Your objective :: Treat the line containing "type Output = BollingerValue;" as the first line of the answer and the last line of the data as its final line, reproducing every line between exactly.

Records for this exercise ::

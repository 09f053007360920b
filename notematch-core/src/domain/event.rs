//! BacktestEvent: one simulated round trip, entry → exit.

use chrono::{DateTime, Utc};
use serde::{Deserialize, Serialize};
use std::fmt;

use super::labels::Side;

/// How a simulated position ended.
#[derive(Debug, Clone, Copy, PartialEq, Eq, Hash, Serialize, Deserialize)]
#[serde(rename_all = "lowercase")]
pub enum Outcome {
    /// Take-profit reached.
    Win,
    /// Stop-loss reached.
    Loss,
    /// Max holding time elapsed, or the series ended with the position open.
    Timeout,
}

impl fmt::Display for Outcome {
    fn fmt(&self, f: &mut fmt::Formatter<'_>) -> fmt::Result {
        match self {
            Outcome::Win => write!(f, "win"),
            Outcome::Loss => write!(f, "loss"),
            Outcome::Timeout => write!(f, "timeout"),
        }
    }
}

/// A completed simulated trade. Immutable once appended.
#[derive(Debug, Clone, PartialEq, Serialize, Deserialize)]
pub struct BacktestEvent {
    pub side: Side,
    pub entry_time: DateTime<Utc>,
    pub entry_price: f64,
    pub match_score_at_entry: f64,
    pub exit_time: DateTime<Utc>,
    pub exit_price: f64,
    pub outcome: Outcome,
    /// Net of round-trip cost, in percent.
    pub pnl_percent: f64,
    pub holding_minutes: i64,
}

impl BacktestEvent {
    pub fn is_profitable(&self) -> bool {
        self.pnl_percent > 0.0
    }
}

/// Side-adjusted percent return minus round-trip cost (`2 × cost_percent`).
pub fn pnl_percent(side: Side, entry_price: f64, exit_price: f64, cost_percent: f64) -> f64 {
    if entry_price <= 0.0 || !entry_price.is_finite() {
        return 0.0;
    }
    let gross = side.sign() * (exit_price - entry_price) / entry_price * 100.0;
    gross - 2.0 * cost_percent
}
//! Bollinger Bands, streaming.
//!
//! - Middle: SMA(close, period)
//! - Upper: middle + mult * stddev(close, period)
//! - Lower: middle - mult * stddev(close, period)
//!
//! Uses population stddev (divide by N).
//! Lookback: period - 1.

use super::{Indicator, Sma};
use crate::domain::Candle;

/// All three bands plus the derived position and width for one candle.
#[derive(Debug, Clone, Copy, PartialEq)]
pub struct BollingerValue {
    pub upper: f64,
    pub middle: f64,
    pub lower: f64,
    /// (close - lower) / (upper - lower); 0.5 when the bands collapse.
    pub percent_b: f64,
    /// (upper - lower) / middle; `None` when middle is zero.
    pub bandwidth: Option<f64>,
}

#[derive(Debug, Clone)]
pub struct Bollinger {
    multiplier: f64,
    sma: Sma,
    name: String,
}

impl Bollinger {
    pub fn new(period: usize, multiplier: f64) -> Self {
        assert!(period >= 1, "Bollinger period must be >= 1");
        Self {
            multiplier,
            sma: Sma::new(period),
            name: format!("bollinger_{period}_{multiplier}"),
        }
    }
}

impl Indicator for Bollinger {
    type Output = BollingerValue;

    fn name(&self) -> &str {
        &self.name
    }

    fn lookback(&self) -> usize {
        self.sma.lookback()
    }

    fn update(&mut self, candle: &Candle) -> Option<BollingerValue> {
        let middle = self.sma.update_value(candle.close)?;
        let (sum_sq, n) = self
            .sma
            .window()
            .fold((0.0, 0usize), |(acc, n), x| (acc + (x - middle).powi(2), n + 1));
        let stddev = (sum_sq / n as f64).sqrt();

        let upper = middle + self.multiplier * stddev;
        let lower = middle - self.multiplier * stddev;
        let width = upper - lower;
        let percent_b = if width > 0.0 {
            (candle.close - lower) / width
        } else {
            0.5
        };
        let bandwidth = (middle != 0.0).then(|| width / middle);

        Some(BollingerValue {
            upper,
            middle,
            lower,
            percent_b,
            bandwidth,
        })
    }
}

Exercise response ::
    type Output = BollingerValue;

    fn name(&self) -> &str {
        &self.name
    }

    fn lookback(&self) -> usize {
        self.sma.lookback()
    }

    fn update(&mut self, candle: &Candle) -> Option<BollingerValue> {
        let middle = self.sma.update_value(candle.close)?;
        let (sum_sq, n) = self
            .sma
            .window()
            .fold((0.0, 0usize), |(acc, n), x| (acc + (x - middle).powi(2), n + 1));
        let stddev = (sum_sq / n as f64).sqrt();

        let upper = middle + self.multiplier * stddev;
        let lower = middle - self.multiplier * stddev;
        let width = upper - lower;
        let percent_b = if width > 0.0 {
            (candle.close - lower) / width
        } else {
            0.5
        };
        let bandwidth = (middle != 0.0).then(|| width / middle);

        Some(BollingerValue {
            upper,
            middle,
            lower,
            percent_b,
            bandwidth,
        })
    }
}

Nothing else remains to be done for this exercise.